ABSTRACT

KALLEN, HORACE MEYER Horace Meyer Kallen was an American philosopher and leading public intellectual. Born in Berenstadt, Germany, into an Orthodox Jewish family, Kallen moved to Boston in 1887. He earned his BA in 1903 and his PhD in 1908, both at Harvard. He studied with George Santayana, Josiah Royce, and William James, and edited the manuscript of James’s Some Problems of Philosophy (1910). In 1918 he resigned his teaching position at the University of Wisconsin to protest the trampling of academic freedom during the patriotic fervor of the First World War. In 1919 he joined the original core faculty of the New School for Social Research, where he remained for his entire career, teaching his last course in 1973. Freedom loomed large in his career, and he wrote eight major books and numerous articles with the word ‘‘free,’’ ‘‘freedom,’’ or ‘‘liberty’’ in the title.
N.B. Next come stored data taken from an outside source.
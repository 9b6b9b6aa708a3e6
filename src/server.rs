//! HTTP front end of the redirector
//!
//! Routes:
//! - `/status` - liveness, plain `OK`
//! - `/reload` - authenticated topology reload ([`ReloadHandler`])
//! - `/mirrors` - JSON summary of the live topology
//! - `/dl_map` - JSON dump of the live remap table, 404 without one
//! - `/geoip` - JSON location of the caller
//! - anything else - `302 Found` to the selected mirror

use crate::error::{RedirectorError, Result};
use crate::redirect::{RedirectDecision, RedirectEngine};
use crate::reload_handler::ReloadHandler;
use bytes::Bytes;
use http::header::{HeaderValue, CACHE_CONTROL, CONTENT_TYPE, LOCATION};
use http::{Request, Response, StatusCode};
use http_body_util::Full;
use hyper::body::Incoming;
use hyper::server::conn::http1;
use hyper::service::service_fn;
use hyper_util::rt::TokioIo;
use serde::Serialize;
use std::convert::Infallible;
use std::net::SocketAddr;
use std::sync::Arc;
use tokio::net::TcpListener;
use tracing::{debug, error, info, warn};

/// Header carrying the great-circle distance to the chosen mirror
pub const GEO_DISTANCE_HEADER: &str = "x-geo-distance";

/// Redirect server
pub struct RedirectServer {
    engine: Arc<RedirectEngine>,
    reload: Arc<ReloadHandler>,
}

impl RedirectServer {
    pub fn new(engine: Arc<RedirectEngine>, reload: Arc<ReloadHandler>) -> Self {
        Self { engine, reload }
    }

    /// Bind `addr` and serve until the process exits
    pub async fn start(self: Arc<Self>, addr: SocketAddr) -> Result<()> {
        let listener = TcpListener::bind(addr).await?;
        info!("Redirect server listening on http://{}", listener.local_addr()?);
        self.serve(listener).await
    }

    /// Serve connections from an already bound listener, one task each
    pub async fn serve(self: Arc<Self>, listener: TcpListener) -> Result<()> {
        loop {
            let (stream, peer) = match listener.accept().await {
                Ok(accepted) => accepted,
                Err(e) => {
                    warn!("Failed to accept connection: {}", e);
                    continue;
                }
            };

            let io = TokioIo::new(stream);
            let server = Arc::clone(&self);

            tokio::task::spawn(async move {
                let service = service_fn(move |req: Request<Incoming>| {
                    let server = Arc::clone(&server);
                    async move { Ok::<_, Infallible>(server.handle(req, peer).await) }
                });

                if let Err(err) = http1::Builder::new().serve_connection(io, service).await {
                    debug!("Error serving connection from {}: {:?}", peer, err);
                }
            });
        }
    }

    /// Answer a single request from `peer`
    pub async fn handle<B>(&self, req: Request<B>, peer: SocketAddr) -> Response<Full<Bytes>> {
        let path = req.uri().path().to_string();
        match path.as_str() {
            "/status" => text_response(StatusCode::OK, "text/plain", "OK"),
            "/reload" => match self.reload.handle_reload(req).await {
                Ok(response) => response,
                Err(e) => error_response(&e),
            },
            "/mirrors" => json_response(StatusCode::OK, &self.engine.controller().summary()),
            "/dl_map" => {
                let snapshot = self.engine.controller().current();
                match snapshot.remap() {
                    Some(table) => json_response(StatusCode::OK, table),
                    None => text_response(StatusCode::NOT_FOUND, "text/plain", "404 Not Found"),
                }
            }
            "/geoip" => json_response(StatusCode::OK, &self.engine.locate_client(peer.ip())),
            path => {
                let scheme = req.uri().scheme_str();
                match self.engine.decide(path, scheme, peer.ip()) {
                    Ok(decision) => redirect_response(&decision),
                    Err(e) => error_response(&e),
                }
            }
        }
    }
}

fn redirect_response(decision: &RedirectDecision) -> Response<Full<Bytes>> {
    let location = match decision
        .location()
        .and_then(|url| header_value(url.as_str()))
    {
        Ok(location) => location,
        Err(e) => return error_response(&e),
    };

    let mut response = text_response(StatusCode::FOUND, "text/plain", "");
    let headers = response.headers_mut();
    headers.insert(LOCATION, location);

    if let Some(distance) = decision.distance.filter(|d| *d > 0.0) {
        if let Ok(value) = header_value(&format!("{:.6}", distance)) {
            headers.insert(GEO_DISTANCE_HEADER, value);
        }
    }

    response
}

fn header_value(value: &str) -> Result<HeaderValue> {
    HeaderValue::from_str(value)
        .map_err(|e| RedirectorError::HttpError(format!("invalid header value {}: {}", value, e)))
}

fn error_response(err: &RedirectorError) -> Response<Full<Bytes>> {
    let status = StatusCode::from_u16(err.to_http_status())
        .unwrap_or(StatusCode::INTERNAL_SERVER_ERROR);
    text_response(status, "text/plain; charset=utf-8", format!("{}\n", err))
}

/// Build a response with a fixed content type
pub(crate) fn text_response(
    status: StatusCode,
    content_type: &'static str,
    body: impl Into<Bytes>,
) -> Response<Full<Bytes>> {
    let mut response = Response::new(Full::new(body.into()));
    *response.status_mut() = status;
    response
        .headers_mut()
        .insert(CONTENT_TYPE, HeaderValue::from_static(content_type));
    response
}

/// Serialize `body` as JSON
pub(crate) fn json_response<T: Serialize>(status: StatusCode, body: &T) -> Response<Full<Bytes>> {
    match serde_json::to_vec(body) {
        Ok(json) => {
            let mut response = text_response(status, "application/json; charset=utf-8", json);
            response.headers_mut().insert(
                CACHE_CONTROL,
                HeaderValue::from_static("no-cache, no-store, must-revalidate"),
            );
            response
        }
        Err(e) => {
            error!("Failed to serialize response: {}", e);
            text_response(
                StatusCode::INTERNAL_SERVER_ERROR,
                "text/plain",
                "failed to serialize response",
            )
        }
    }
}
He called his philosophical approach ‘‘aesthetic pragmatism.’’ The arts, literature, and religion were central to his philosophical outlook. He was a committed Zionist who embraced a secular Judaism. From early in his career, he argued that cultural diversity and the ‘‘American Idea’’ were compatible with each other. He coined the term ‘‘cultural pluralism’’ while a teaching assistant to Santayana. His 1915 essay ‘‘Democracy Versus the Melting-Pot’’ thrust him into the public debate about immigration and assimilation. Critical of those who contended that assimilation was essential for the preservation of American democracy, he argued that respect for ethnic and racial difference strengthened America.